**** SUPPLIED RECORDS ****
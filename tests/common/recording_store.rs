//! Recording, fault-injecting RemoteStore for tests.
//!
//! Wraps an [`InMemorySheetStore`] and records every call so tests can
//! assert exact write counts (idempotence, no-partial-write). Failures
//! are scripted per operation: each queued error is consumed by one call
//! before the call reaches the inner store, so a failed operation never
//! mutates anything. Optional per-operation delays let tests hold a sync
//! in flight to provoke lease contention.

use sheetsync::error::StoreError;
use sheetsync::record::RemoteRow;
use sheetsync::store::{BoxFuture, InMemorySheetStore, RemoteStore, RowRange};
use std::collections::{HashMap, VecDeque};
use std::sync::atomic::{AtomicUsize, Ordering};
use std::sync::Mutex;
use std::time::Duration;

#[derive(Default)]
struct CallCounts {
    read_all: AtomicUsize,
    append_row: AtomicUsize,
    update_row: AtomicUsize,
    batch_read: AtomicUsize,
}

/// A `RemoteStore` wrapper that records calls and injects faults.
#[derive(Default)]
pub struct RecordingStore {
    inner: InMemorySheetStore,
    counts: CallCounts,
    failures: Mutex<HashMap<String, VecDeque<StoreError>>>,
    delays: Mutex<HashMap<String, Duration>>,
}

impl RecordingStore {
    /// Create an empty recording store.
    pub fn new() -> Self {
        Self::default()
    }

    /// The wrapped store, for seeding rows and asserting final state.
    pub fn inner(&self) -> &InMemorySheetStore {
        &self.inner
    }

    /// Queue one failure for the next call to `operation`.
    pub fn fail_next(&self, operation: &str, error: StoreError) {
        self.failures
            .lock()
            .unwrap()
            .entry(operation.to_string())
            .or_default()
            .push_back(error);
    }

    /// Queue `n` copies of a failure for `operation`.
    pub fn fail_times(&self, operation: &str, n: usize, error: StoreError) {
        for _ in 0..n {
            self.fail_next(operation, error.clone());
        }
    }

    /// Delay every call to `operation` (holds syncs in flight).
    pub fn set_delay(&self, operation: &str, delay: Duration) {
        self.delays
            .lock()
            .unwrap()
            .insert(operation.to_string(), delay);
    }

    /// Remove the delay for `operation`.
    pub fn clear_delay(&self, operation: &str) {
        self.delays.lock().unwrap().remove(operation);
    }

    /// Number of calls made to `operation` (failed calls included).
    pub fn calls(&self, operation: &str) -> usize {
        match operation {
            "read_all" => self.counts.read_all.load(Ordering::SeqCst),
            "append_row" => self.counts.append_row.load(Ordering::SeqCst),
            "update_row" => self.counts.update_row.load(Ordering::SeqCst),
            "batch_read" => self.counts.batch_read.load(Ordering::SeqCst),
            other => panic!("unknown operation: {}", other),
        }
    }

    /// Total mutating calls (appends + updates).
    pub fn write_calls(&self) -> usize {
        self.calls("append_row") + self.calls("update_row")
    }

    fn count(&self, operation: &str) {
        match operation {
            "read_all" => self.counts.read_all.fetch_add(1, Ordering::SeqCst),
            "append_row" => self.counts.append_row.fetch_add(1, Ordering::SeqCst),
            "update_row" => self.counts.update_row.fetch_add(1, Ordering::SeqCst),
            "batch_read" => self.counts.batch_read.fetch_add(1, Ordering::SeqCst),
            _ => 0,
        };
    }

    fn next_failure(&self, operation: &str) -> Option<StoreError> {
        self.failures
            .lock()
            .unwrap()
            .get_mut(operation)
            .and_then(VecDeque::pop_front)
    }

    async fn pause(&self, operation: &str) {
        let delay = self.delays.lock().unwrap().get(operation).copied();
        if let Some(delay) = delay {
            tokio::time::sleep(delay).await;
        }
    }

    async fn intercept(&self, operation: &str) -> Result<(), StoreError> {
        self.count(operation);
        self.pause(operation).await;
        match self.next_failure(operation) {
            Some(error) => Err(error),
            None => Ok(()),
        }
    }
}

impl RemoteStore for RecordingStore {
    fn read_all(&self) -> BoxFuture<'_, Vec<RemoteRow>> {
        Box::pin(async move {
            self.intercept("read_all").await?;
            self.inner.read_all().await
        })
    }

    fn append_row(&self, cells: Vec<String>) -> BoxFuture<'_, u32> {
        Box::pin(async move {
            self.intercept("append_row").await?;
            self.inner.append_row(cells).await
        })
    }

    fn update_row(&self, row_index: u32, cells: Vec<String>) -> BoxFuture<'_, ()> {
        Box::pin(async move {
            self.intercept("update_row").await?;
            self.inner.update_row(row_index, cells).await
        })
    }

    fn batch_read(&self, range: RowRange) -> BoxFuture<'_, Vec<RemoteRow>> {
        Box::pin(async move {
            self.intercept("batch_read").await?;
            self.inner.batch_read(range).await
        })
    }
}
****
### EXERCISE
All lines of the records containing "RemoteStore" should be shown.

### ANSWER SPACE
//! Recording, fault-injecting RemoteStore for tests.
use sheetsync::store::{BoxFuture, InMemorySheetStore, RemoteStore, RowRange};
/// A `RemoteStore` wrapper that records calls and injects faults.
impl RemoteStore for RecordingStore {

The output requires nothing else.